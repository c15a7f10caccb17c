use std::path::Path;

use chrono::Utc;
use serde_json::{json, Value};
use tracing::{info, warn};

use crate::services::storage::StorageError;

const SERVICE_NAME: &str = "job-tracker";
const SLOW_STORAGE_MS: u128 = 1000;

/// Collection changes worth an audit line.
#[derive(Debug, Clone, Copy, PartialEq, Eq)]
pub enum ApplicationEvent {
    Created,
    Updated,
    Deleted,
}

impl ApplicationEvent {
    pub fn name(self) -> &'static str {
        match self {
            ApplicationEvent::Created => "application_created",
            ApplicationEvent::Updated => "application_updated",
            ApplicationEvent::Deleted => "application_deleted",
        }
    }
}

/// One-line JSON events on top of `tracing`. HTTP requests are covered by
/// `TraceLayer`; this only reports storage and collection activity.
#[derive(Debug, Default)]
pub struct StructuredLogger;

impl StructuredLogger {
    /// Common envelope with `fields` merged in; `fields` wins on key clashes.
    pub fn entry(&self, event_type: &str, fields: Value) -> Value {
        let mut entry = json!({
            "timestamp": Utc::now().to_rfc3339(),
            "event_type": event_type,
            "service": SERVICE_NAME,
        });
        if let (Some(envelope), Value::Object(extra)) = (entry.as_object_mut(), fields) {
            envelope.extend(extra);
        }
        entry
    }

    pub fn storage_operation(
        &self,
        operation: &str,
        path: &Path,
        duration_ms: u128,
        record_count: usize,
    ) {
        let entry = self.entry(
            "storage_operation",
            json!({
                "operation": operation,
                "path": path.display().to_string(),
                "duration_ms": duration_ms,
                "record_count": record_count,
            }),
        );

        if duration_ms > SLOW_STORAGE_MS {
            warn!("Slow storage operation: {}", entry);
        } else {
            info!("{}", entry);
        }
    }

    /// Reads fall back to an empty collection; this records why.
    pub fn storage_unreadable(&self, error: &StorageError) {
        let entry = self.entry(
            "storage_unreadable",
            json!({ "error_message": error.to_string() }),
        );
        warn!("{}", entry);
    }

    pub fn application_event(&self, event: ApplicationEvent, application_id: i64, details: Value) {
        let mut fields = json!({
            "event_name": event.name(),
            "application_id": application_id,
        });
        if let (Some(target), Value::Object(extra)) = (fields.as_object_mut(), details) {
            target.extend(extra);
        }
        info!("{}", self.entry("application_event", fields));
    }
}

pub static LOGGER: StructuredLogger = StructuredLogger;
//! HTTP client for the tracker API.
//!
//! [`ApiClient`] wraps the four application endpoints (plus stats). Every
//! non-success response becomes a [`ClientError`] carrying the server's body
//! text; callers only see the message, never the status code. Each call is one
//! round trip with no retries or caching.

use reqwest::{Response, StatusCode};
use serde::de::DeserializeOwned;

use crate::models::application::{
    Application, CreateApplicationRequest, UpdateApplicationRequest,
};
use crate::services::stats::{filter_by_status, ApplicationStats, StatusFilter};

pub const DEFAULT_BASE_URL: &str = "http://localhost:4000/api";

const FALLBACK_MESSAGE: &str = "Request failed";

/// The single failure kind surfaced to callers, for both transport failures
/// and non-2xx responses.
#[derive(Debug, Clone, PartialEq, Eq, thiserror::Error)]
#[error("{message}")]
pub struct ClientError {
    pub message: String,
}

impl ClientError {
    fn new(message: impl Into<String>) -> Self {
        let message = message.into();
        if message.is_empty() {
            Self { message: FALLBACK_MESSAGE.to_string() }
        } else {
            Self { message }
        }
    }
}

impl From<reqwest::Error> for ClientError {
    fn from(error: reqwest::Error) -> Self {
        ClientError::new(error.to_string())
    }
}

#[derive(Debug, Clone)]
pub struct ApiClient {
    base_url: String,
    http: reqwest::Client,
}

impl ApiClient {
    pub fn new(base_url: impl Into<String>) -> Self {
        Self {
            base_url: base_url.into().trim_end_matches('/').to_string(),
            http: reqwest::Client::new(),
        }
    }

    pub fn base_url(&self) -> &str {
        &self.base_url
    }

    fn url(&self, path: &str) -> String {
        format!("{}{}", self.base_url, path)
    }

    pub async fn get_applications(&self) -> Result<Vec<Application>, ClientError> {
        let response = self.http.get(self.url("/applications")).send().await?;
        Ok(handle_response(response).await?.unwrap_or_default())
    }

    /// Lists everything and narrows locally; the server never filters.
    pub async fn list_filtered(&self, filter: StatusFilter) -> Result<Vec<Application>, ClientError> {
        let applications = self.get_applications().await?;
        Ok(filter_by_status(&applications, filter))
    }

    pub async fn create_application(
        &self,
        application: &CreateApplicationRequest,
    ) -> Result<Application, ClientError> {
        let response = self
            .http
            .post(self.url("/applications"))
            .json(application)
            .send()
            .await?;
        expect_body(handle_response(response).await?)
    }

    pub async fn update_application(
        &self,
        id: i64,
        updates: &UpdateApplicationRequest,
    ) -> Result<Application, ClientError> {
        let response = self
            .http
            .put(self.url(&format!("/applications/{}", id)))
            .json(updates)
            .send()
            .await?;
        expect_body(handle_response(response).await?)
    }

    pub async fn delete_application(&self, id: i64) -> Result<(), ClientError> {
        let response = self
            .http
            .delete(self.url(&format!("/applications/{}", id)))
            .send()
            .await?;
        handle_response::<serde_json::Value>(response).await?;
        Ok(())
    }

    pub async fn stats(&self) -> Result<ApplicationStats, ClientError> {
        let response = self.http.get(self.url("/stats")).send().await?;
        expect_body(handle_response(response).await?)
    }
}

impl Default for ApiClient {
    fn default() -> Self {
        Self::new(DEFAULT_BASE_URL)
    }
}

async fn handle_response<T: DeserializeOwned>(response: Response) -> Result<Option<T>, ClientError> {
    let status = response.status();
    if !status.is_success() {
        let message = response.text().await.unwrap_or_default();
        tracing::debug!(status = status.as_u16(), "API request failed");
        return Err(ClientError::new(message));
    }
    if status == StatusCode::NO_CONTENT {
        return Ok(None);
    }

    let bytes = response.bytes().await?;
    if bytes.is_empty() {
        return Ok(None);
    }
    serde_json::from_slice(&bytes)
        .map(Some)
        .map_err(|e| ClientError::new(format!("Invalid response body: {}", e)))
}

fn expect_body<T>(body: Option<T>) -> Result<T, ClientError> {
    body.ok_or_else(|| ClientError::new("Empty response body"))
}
§
Work to be completed:
The answer is the lines above between the line holding "i64, details: Value)" and the line holding "pub static LOGGER: StructuredLogger", inclusive, each written out exactly, and no others.

Solution to this task:
    pub fn application_event(&self, event: ApplicationEvent, application_id: i64, details: Value) {
        let mut fields = json!({
            "event_name": event.name(),
            "application_id": application_id,
        });
        if let (Some(target), Value::Object(extra)) = (fields.as_object_mut(), details) {
            target.extend(extra);
        }
        info!("{}", self.entry("application_event", fields));
    }
}

pub static LOGGER: StructuredLogger = StructuredLogger;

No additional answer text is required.